This is a problem from the 629 AD work of Bhaskara I, a contemporary of Brahmagupta.
“A fish is resting at the northeast corner of a rectangular pool. A heron standing at the northwest corner spies the fish. When the fish sees the heron looking at him he quickly swims towards the south (in a southwesterly direction rather than due south). When he reaches the south side of the pool, he has the unwelcome surprise of meeting the heron who has calmly walked due south along the side and turned at the southwest corner of the pool and proceeded due east, to arrive simultaneously with the fish on the south side. Given that the pool measures 12 units by 6 units, and that the heron walks as quickly as the fish swims, find the distance the fish swam.”
See Lunchtime at the Fish Pond for a solution.
At first I was going to comment that the orientation of the rectangle isn’t mentioned. Are the sides longer or the top and bottom?
But, it doesn’t matter for thr answer. In either case the answer is the same. I found that interesting and quickly understood why.

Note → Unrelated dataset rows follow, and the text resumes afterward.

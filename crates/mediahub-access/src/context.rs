//! Request context
//!
//! The single value every access rule receives. The host builds one per
//! inbound operation and drops it when the operation completes; nothing in
//! it outlives the request.

use std::sync::Arc;

use mediahub_roles::{canonical_id, Principal};
use serde_json::Value;
use uuid::Uuid;

use crate::cache::LookupCache;
use crate::operation::Operation;

/// Credentials presented on the public read channel.
#[derive(Clone, PartialEq, Eq)]
pub struct PublicCredentials {
    /// Presented API key
    pub api_key: String,
    /// Presented fetch code
    pub fetch_code: String,
}

impl PublicCredentials {
    /// Bundle an API key and fetch code.
    pub fn new(api_key: impl Into<String>, fetch_code: impl Into<String>) -> Self {
        Self {
            api_key: api_key.into(),
            fetch_code: fetch_code.into(),
        }
    }
}

impl std::fmt::Debug for PublicCredentials {
    fn fmt(&self, f: &mut std::fmt::Formatter<'_>) -> std::fmt::Result {
        f.debug_struct("PublicCredentials")
            .field("api_key", &"[REDACTED]")
            .field("fetch_code", &"[REDACTED]")
            .finish()
    }
}

/// Everything an access rule may look at for one operation.
///
/// Optional fields model what the host may or may not have loaded:
///
/// - `document_id`: target id (update/delete, single-document read)
/// - `document`: persisted snapshot of the target, if loaded
/// - `data`: incoming or sibling field values (create/update payload, or the
///   sibling fields of the field being checked)
///
/// Ownership is only ever proven from `document`, never from `data`, because
/// `data` is caller-supplied.
///
/// # Examples
///
/// ```
/// use mediahub_access::{Operation, RequestContext};
/// use mediahub_roles::{Principal, Role};
/// use serde_json::json;
///
/// let ctx = RequestContext::new(Operation::Update)
///     .with_principal(Principal::new("u1").with_role(Role::Creator))
///     .with_document(json!({"id": "t-1", "owner": {"id": "u1"}}));
///
/// assert_eq!(ctx.principal_id(), Some("u1"));
/// assert_eq!(ctx.target_id().as_deref(), Some("t-1"));
/// ```
#[derive(Debug, Clone)]
pub struct RequestContext {
    /// Unique id for this request (logging and lookup cache scope)
    pub request_id: Uuid,

    /// Acting principal; `None` for anonymous requests
    pub principal: Option<Principal>,

    /// Operation being authorized
    pub operation: Operation,

    /// Collection slug, when known
    pub collection: Option<String>,

    /// Target document id
    pub document_id: Option<String>,

    /// Persisted snapshot of the target document
    pub document: Option<Value>,

    /// Incoming data or sibling field values
    pub data: Option<Value>,

    /// Public read channel credentials, if presented
    pub credentials: Option<PublicCredentials>,

    lookups: Arc<LookupCache>,
}

impl RequestContext {
    /// Creates an anonymous context for `operation`.
    pub fn new(operation: Operation) -> Self {
        Self {
            request_id: Uuid::now_v7(),
            principal: None,
            operation,
            collection: None,
            document_id: None,
            document: None,
            data: None,
            credentials: None,
            lookups: Arc::new(LookupCache::new()),
        }
    }

    /// Set the acting principal.
    ///
    /// Starts a fresh lookup cache, so a context cloned from a shared base
    /// does not carry another principal's lookups.
    pub fn with_principal(self, principal: Principal) -> Self {
        self.with_optional_principal(Some(principal))
    }

    /// Set or clear the acting principal. Starts a fresh lookup cache.
    pub fn with_optional_principal(mut self, principal: Option<Principal>) -> Self {
        self.principal = principal;
        self.lookups = Arc::new(LookupCache::new());
        self
    }

    /// Set the collection slug.
    pub fn with_collection(mut self, collection: impl Into<String>) -> Self {
        self.collection = Some(collection.into());
        self
    }

    /// Set the target document id.
    pub fn with_document_id(mut self, id: impl Into<String>) -> Self {
        self.document_id = Some(id.into());
        self
    }

    /// Attach the persisted target document.
    pub fn with_document(mut self, document: Value) -> Self {
        self.document = Some(document);
        self
    }

    /// Attach incoming or sibling data.
    pub fn with_data(mut self, data: Value) -> Self {
        self.data = Some(data);
        self
    }

    /// Attach public channel credentials.
    pub fn with_credentials(mut self, credentials: PublicCredentials) -> Self {
        self.credentials = Some(credentials);
        self
    }

    /// The acting principal, if authenticated.
    pub fn principal(&self) -> Option<&Principal> {
        self.principal.as_ref()
    }

    /// The acting principal's id, if authenticated.
    pub fn principal_id(&self) -> Option<&str> {
        self.principal.as_ref().map(|p| p.id.as_str())
    }

    /// Check whether a principal is present.
    pub fn is_authenticated(&self) -> bool {
        self.principal.is_some()
    }

    /// Target id: the explicit `document_id`, else the snapshot's `id`.
    pub fn target_id(&self) -> Option<String> {
        self.document_id
            .clone()
            .or_else(|| self.document.as_ref().and_then(canonical_id))
    }

    /// Field of the persisted document, by dot-separated path.
    pub fn document_field(&self, path: &str) -> Option<&Value> {
        self.document.as_ref().and_then(|doc| lookup_path(doc, path))
    }

    /// Field of the incoming/sibling data, by dot-separated path.
    pub fn data_field(&self, path: &str) -> Option<&Value> {
        self.data.as_ref().and_then(|data| lookup_path(data, path))
    }

    /// Per-request lookup cache.
    pub(crate) fn lookups(&self) -> &LookupCache {
        &self.lookups
    }
}

fn lookup_path<'a>(root: &'a Value, path: &str) -> Option<&'a Value> {
    path.split('.')
        .try_fold(root, |value, segment| value.as_object()?.get(segment))
        .filter(|value| !value.is_null())
}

If you consider the rectangle with horizontal side as 6 and vertical side as 12, we get,
18-x=d
d^2 = x^2 + 12^2 = (18-d)^2 + 12^2
36d = 18^2 + 12^2
6^2*d = 6^2*(9 +4)
d = 13 and x=5
So two answers are possible if the side lengths of the rectangle are interchanged.
Yeah, it’s actually a different answer. I also tried with a 10×10 square and got d=12,5. Here, the travelling of the side length of the rectangle is already accounted for as it’s given that they meet on the south side. I will try with different rectangle ratios and see what can be genralized.